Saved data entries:
★ ★ ★
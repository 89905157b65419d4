/*!
 * Mock providers shared by the integration tests
 */

use async_trait::async_trait;
use parking_lot::Mutex;
use std::sync::atomic::{AtomicUsize, Ordering};
use std::sync::Arc;

use adsync::errors::ProviderError;
use adsync::providers::Provider;

/// Marker that only appears in proofreading prompts
const PROOFREAD_MARKER: &str = "translation quality expert";

/// Provider that behaves like a cooperative model
///
/// Translation prompts get their text block back with a language prefix,
/// proofreading prompts get a valid JSON review with a fixed score. An
/// optional call limit makes every later request fail.
#[derive(Debug, Clone)]
pub struct RoutingProvider {
    score: u8,
    fail_after: Option<usize>,
    calls: Arc<AtomicUsize>,
    translate_calls: Arc<AtomicUsize>,
    proofread_calls: Arc<AtomicUsize>,
    prompts: Arc<Mutex<Vec<String>>>,
}

impl RoutingProvider {
    pub fn new(score: u8) -> Self {
        Self {
            score,
            fail_after: None,
            calls: Arc::new(AtomicUsize::new(0)),
            translate_calls: Arc::new(AtomicUsize::new(0)),
            proofread_calls: Arc::new(AtomicUsize::new(0)),
            prompts: Arc::new(Mutex::new(Vec::new())),
        }
    }

    /// Fail every request after the first `calls`
    pub fn failing_after(mut self, calls: usize) -> Self {
        self.fail_after = Some(calls);
        self
    }

    pub fn calls(&self) -> usize {
        self.calls.load(Ordering::SeqCst)
    }

    pub fn translate_calls(&self) -> usize {
        self.translate_calls.load(Ordering::SeqCst)
    }

    pub fn proofread_calls(&self) -> usize {
        self.proofread_calls.load(Ordering::SeqCst)
    }

    pub fn prompts(&self) -> Vec<String> {
        self.prompts.lock().clone()
    }

    fn language_of(prompt: &str) -> &str {
        const LEAD: &str = "Translate the following text to ";
        prompt
            .find(LEAD)
            .map(|i| &prompt[i + LEAD.len()..])
            .and_then(|rest| rest.split('.').next())
            .unwrap_or("Unknown")
    }

    fn text_block(prompt: &str) -> &str {
        const MARKER: &str = "Text to translate:\n";
        const TRAILER: &str = "\n\nReturn ONLY";
        let start = prompt.find(MARKER).map(|i| i + MARKER.len()).unwrap_or(0);
        let rest = &prompt[start..];
        let end = rest.find(TRAILER).unwrap_or(rest.len());
        &rest[..end]
    }

    fn translation_line(prompt: &str) -> &str {
        prompt
            .lines()
            .find_map(|line| line.strip_prefix("Translation: "))
            .unwrap_or("")
    }
}

#[async_trait]
impl Provider for RoutingProvider {
    async fn generate(&self, prompt: &str) -> Result<String, ProviderError> {
        let count = self.calls.fetch_add(1, Ordering::SeqCst) + 1;
        self.prompts.lock().push(prompt.to_string());

        if self.fail_after.is_some_and(|limit| count > limit) {
            return Err(ProviderError::ApiError {
                status_code: 503,
                message: "model overloaded".to_string(),
            });
        }

        if prompt.contains(PROOFREAD_MARKER) {
            self.proofread_calls.fetch_add(1, Ordering::SeqCst);
            let corrected = format!("{} (checked)", Self::translation_line(prompt));
            let review = serde_json::json!({
                "score": self.score,
                "corrected": corrected,
                "feedback": "Reads naturally",
            });
            return Ok(format!("```json\n{}\n```", review));
        }

        self.translate_calls.fetch_add(1, Ordering::SeqCst);
        Ok(format!("[{}] {}", Self::language_of(prompt), Self::text_block(prompt)))
    }

    fn name(&self) -> &str {
        "routing-mock"
    }
}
★ ★ ★
== DESCRIPTION OF THE TASK ==
Wherever the string "Mutex" is found in the entries, copy the line it sits in.

== SOLUTION TO THIS EXERCISE ==
use parking_lot::Mutex;
    prompts: Arc<Mutex<Vec<String>>>,
            prompts: Arc::new(Mutex::new(Vec::new())),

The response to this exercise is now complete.